Athérosclérose et prévention primaire : un anti-PCSK9 réduit le risque d’infarctus et d’AVC

L’inhibition de PCSK9 par l’evolocumab diminue les événements cardiovasculaires majeurs chez des patients à haut risque mais sans infarctus ni AVC préalables (prévention primaire). Elle ouvre la voie à une intensification plus précoce de la stratégie de réduction du LDL-cholestérol chez les patients avec athérosclérose et à très haut risque.

Le LDL-cholestérol est un facteur de risque cardiovasculaire clé modifiable, et la réduction des lipoprotéines athérogènes est devenue un pilier de la prévention primaire et secondaire. Les inhibiteurs de PCSK9 ont déjà démontré leur efficacité en prévention secondaire chez des patients avec antécédent d’infarctus, d’AVC ou d’artériopathie périphérique, mais leur intérêt avant tout événement ischémique restait mal documenté.

L’essai VESALIUS-CV (Effect of Evolocumab in Patients at High Cardiovascular Risk without Prior Myocardial Infarction or Stroke), dont les résultats sont publiés dans le New England Journal of Medicine, a spécifiquement inclus 12 257 patients avec une athérosclérose documentée ou un diabète à haut risque, avec un LDL-C ≥ 90 mg/dL malgré un traitement hypolipémiant, mais sans infarctus ni AVC préalables.

Randomisés evolocumab 140 mg toutes les deux semaines versus placebo en add-on, ces patients ont été suivis pendant une médiane de 4,6 ans. L’evolocumab réduit de 25 % le risque de MACE à 3 critères (décès coronarien, infarctus, AVC ischémique), avec une incidence estimée à 5 ans de 6,2 % sous evolocumab contre 8,0 % sous placebo (HR 0,75 ; IC à 95 % 0,65–0,86 ; p < 0,001).

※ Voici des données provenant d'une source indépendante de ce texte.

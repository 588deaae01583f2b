//! Keeping the project in line with filesystem changes.

use std::cmp::Reverse;
use std::time::{Duration, Instant};

use snafu::location;
use tracing::{debug, info, warn};

use crate::project::data_project::{DataProject, Pending, PendingMove};
use crate::project::file_entry::DirState;
use crate::project::filter::FilterStatus;
use crate::project::uri;
use crate::vfs::{VfsRequest, WatchEvent, WatchEventKind};

/// How long a `MovedFrom` waits for its `MovedTo` before it counts as a deletion.
pub const MOVE_TIMEOUT: Duration = Duration::from_millis(500);

impl DataProject {
    pub fn handle_event(&mut self, event: WatchEvent, now: Instant) {
        let Some(dir) = self.watches.get(&event.handle).cloned() else {
            debug!("Dropping event for unknown {}", event.handle);
            return;
        };
        let Some(entry) = self.files.get(&dir) else {
            warn!(
                "Assumption that watched directories are tracked failed {}",
                location!()
            );
            return;
        };
        if entry.state == DirState::Exploring {
            debug!("Ignoring {:?} in {} while it is explored", event.kind, dir);
            return;
        }
        let content = !entry.is_dummy() && entry.state.is_explored();
        let child = uri::join(&dir, &event.name);
        debug!("{:?} on {}", event.kind, child);

        match event.kind {
            WatchEventKind::Create if content => self.rescan(&child),
            WatchEventKind::Modify if content || self.files.contains_key(&child) => {
                self.rescan(&child)
            }
            WatchEventKind::AttributeChange => self.recheck(&child),
            WatchEventKind::Delete => self.remove_uri(&child),
            WatchEventKind::MovedFrom(cookie) => self.moves.push(PendingMove {
                cookie,
                uri: child,
                deadline: now + MOVE_TIMEOUT,
            }),
            WatchEventKind::MovedTo(cookie) => {
                match self.moves.iter().position(|pending| pending.cookie == cookie) {
                    Some(index) => {
                        let moved = self.moves.remove(index);
                        self.relabel(&moved.uri, &child);
                    }
                    None if content => self.rescan(&child),
                    None => {}
                }
            }
            WatchEventKind::SelfDeleted | WatchEventKind::Unmounted => self.remove_uri(&dir),
            WatchEventKind::SelfMoved | WatchEventKind::Create | WatchEventKind::Modify => {}
        }
    }

    /// Expires moves whose destination never showed up.
    pub fn tick(&mut self, now: Instant) {
        let (expired, waiting): (Vec<_>, Vec<_>) = std::mem::take(&mut self.moves)
            .into_iter()
            .partition(|pending| pending.deadline <= now);
        self.moves = waiting;
        for pending in expired {
            info!("{} moved out of sight", pending.uri);
            self.remove_uri(&pending.uri);
        }
    }

    pub fn next_deadline(&self) -> Option<Instant> {
        self.moves.iter().map(|pending| pending.deadline).min()
    }

    fn recheck(&mut self, uri: &str) {
        let uri = uri.to_string();
        self.request(
            |id| VfsRequest::Stat {
                id,
                uris: vec![uri.clone()],
            },
            Pending::Attributes { uri: uri.clone() },
        );
    }

    /// Takes `uri` out of the project and files it under `status`.
    pub(super) fn demote(&mut self, uri: &str, status: FilterStatus) {
        self.remove_uri(uri);
        self.filter_uri(uri, status);
    }

    /// Removes `uri` and everything below it from every table and every
    /// virtual path it occupies.
    pub(super) fn remove_uri(&mut self, uri: &str) {
        let locations = self.to_virtual_paths(uri, true);
        debug!("Removing {} from {} locations", uri, locations.len());

        for grafted in self.grafts.uris_under(uri) {
            for path in self.grafts.grafts_of(&grafted).to_vec() {
                for below in self.grafts.descendants(&path) {
                    self.remove_graft(&below);
                }
                self.remove_graft(&path);
            }
        }
        self.drop_child(uri);
        for path in &locations {
            self.joliet.unregister_under(path);
            self.references.invalidate_under(path);
        }

        let dangling = self
            .symlinks
            .iter()
            .filter(|(link, target)| {
                uri::is_ancestor_or_self(uri, target) && !uri::is_ancestor_or_self(uri, link)
            })
            .map(|(link, _)| link.to_string())
            .collect::<Vec<_>>();
        for link in dangling {
            self.symlinks.remove(&link);
            if self.config.broken_symlinks {
                self.filter_uri(&link, FilterStatus::BrokenSymlink);
            }
        }
        self.symlinks.remove_under(uri);
        self.exclusions.remove_under(uri);
        self.filters.remove_under(uri);

        let mut tracked = self
            .files
            .keys()
            .filter(|candidate| uri::is_ancestor_or_self(uri, candidate))
            .cloned()
            .collect::<Vec<_>>();
        tracked.sort_by_key(|candidate| Reverse(candidate.len()));
        for candidate in tracked {
            match self.files.get_mut(&candidate) {
                Some(entry) if entry.refs > 0 => entry.set_content(None),
                Some(_) => self.drop_entry(&candidate),
                None => {}
            }
        }
    }

    /// Follows a rename or move of `old` to `new` without exploring again.
    fn relabel(&mut self, old: &str, new: &str) {
        info!("{} moved to {}", old, new);
        let before = self.inherited_locations(old);
        let own = self.grafts.grafts_of(old).len();
        let child = self.files.get(uri::parent(old).unwrap_or_default()).and_then(|parent| {
            parent.children.get(uri::basename(old)).copied()
        });

        for _ in 0..own {
            self.release_parent(old);
        }
        self.drop_child(old);

        self.grafts.relabel_uris(old, new);
        self.exclusions.relabel_uris(old, new);
        self.symlinks.relabel_uris(old, new);
        self.filters.relabel_uris(old, new);
        self.relabel_entries(old, new);
        for _ in 0..own {
            self.hold_parent(new);
        }

        let destination = uri::parent(new).unwrap_or_default().to_string();
        let listed = self
            .files
            .get(&destination)
            .is_some_and(|entry| !entry.is_dummy() && entry.state.is_explored());
        match child {
            Some(child) if listed => {
                if let Some(entry) = self.files.get_mut(&destination) {
                    entry
                        .children
                        .insert(uri::basename(new).to_string(), child);
                    let total = entry.children_sectors();
                    self.set_sectors(&destination, total);
                }
            }
            None if listed => self.rescan(new),
            _ => {}
        }

        let after = self.inherited_locations(new);
        for (graft, path) in before {
            match after.iter().find(|(candidate, _)| *candidate == graft) {
                Some((_, moved)) => {
                    self.references.rename_prefix(&path, moved);
                    self.joliet.rename_prefix(&path, moved);
                }
                None => {
                    self.references.invalidate_under(&path);
                    self.joliet.unregister_under(&path);
                }
            }
        }

        let (Some(old_name), Some(new_name)) = (uri::display_name(old), uri::display_name(new))
        else {
            return;
        };
        if old_name == new_name {
            return;
        }
        for path in self.grafts.grafts_of(new).to_vec() {
            if uri::basename(&path) != old_name {
                continue;
            }
            let Some(parent) = uri::parent(&path) else {
                continue;
            };
            let renamed = uri::join(parent, &new_name);
            if self.lookup(&renamed).is_none() {
                debug!("Renaming graft point {} to {}", path, renamed);
                self.relocate_grafts(&path, &renamed, true);
            }
        }
    }

    fn relabel_entries(&mut self, old: &str, new: &str) {
        let moved = self
            .files
            .keys()
            .filter(|candidate| uri::is_ancestor_or_self(old, candidate))
            .cloned()
            .collect::<Vec<_>>();
        for key in moved {
            let (Some(mut entry), Some(new_key)) =
                (self.files.remove(&key), uri::rebase(&key, old, new))
            else {
                continue;
            };
            if let Some(existing) = self.files.remove(&new_key) {
                entry.refs += existing.refs;
                match (entry.monitor, existing.monitor) {
                    (None, Some(handle)) => entry.monitor = Some(handle),
                    (Some(_), Some(handle)) => {
                        self.monitor.unwatch(handle);
                        self.watches.remove(&handle);
                    }
                    _ => {}
                }
            }
            if let Some(handle) = entry.monitor {
                self.watches.insert(handle, new_key.clone());
            }
            entry.uri = new_key.clone();
            self.files.insert(new_key, entry);
        }
    }
}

Des bénéfices cohérents, sans signal de tolérance défavorable

Le critère principal élargi, incluant en plus les revascularisations artérielles ischémiques (MACE à 4 critères), est lui aussi significativement réduit : 13,4 % à 5 ans sous evolocumab contre 16,2 % sous placebo (HR 0,81 ; IC à 95 % 0,73–0,89 ; p < 0,001). Dans un sous-groupe avec suivi lipidique détaillé, le LDL-C médian à 48 semaines atteint 45 mg/dL sous evolocumab versus 109 mg/dL sous placebo, illustrant un abaissement marqué et durable du LDL-C.

Le bénéfice clinique se manifeste dans un contexte à très haut risque cardiométabolique, avec un âge médian de 66 ans, 43 % de femmes, un IMC médian de 30 kg/m² et près de 90 % d’hypertendus. Malgré ces profils lourds, aucun excès d’événements indésirables graves, ni de signal spécifique de tolérance, n’a été observé entre les groupes. Les données suggèrent également une tendance, non significative dans le schéma d’analyse hiérarchique, à une baisse de la mortalité totale en faveur de l’evolocumab.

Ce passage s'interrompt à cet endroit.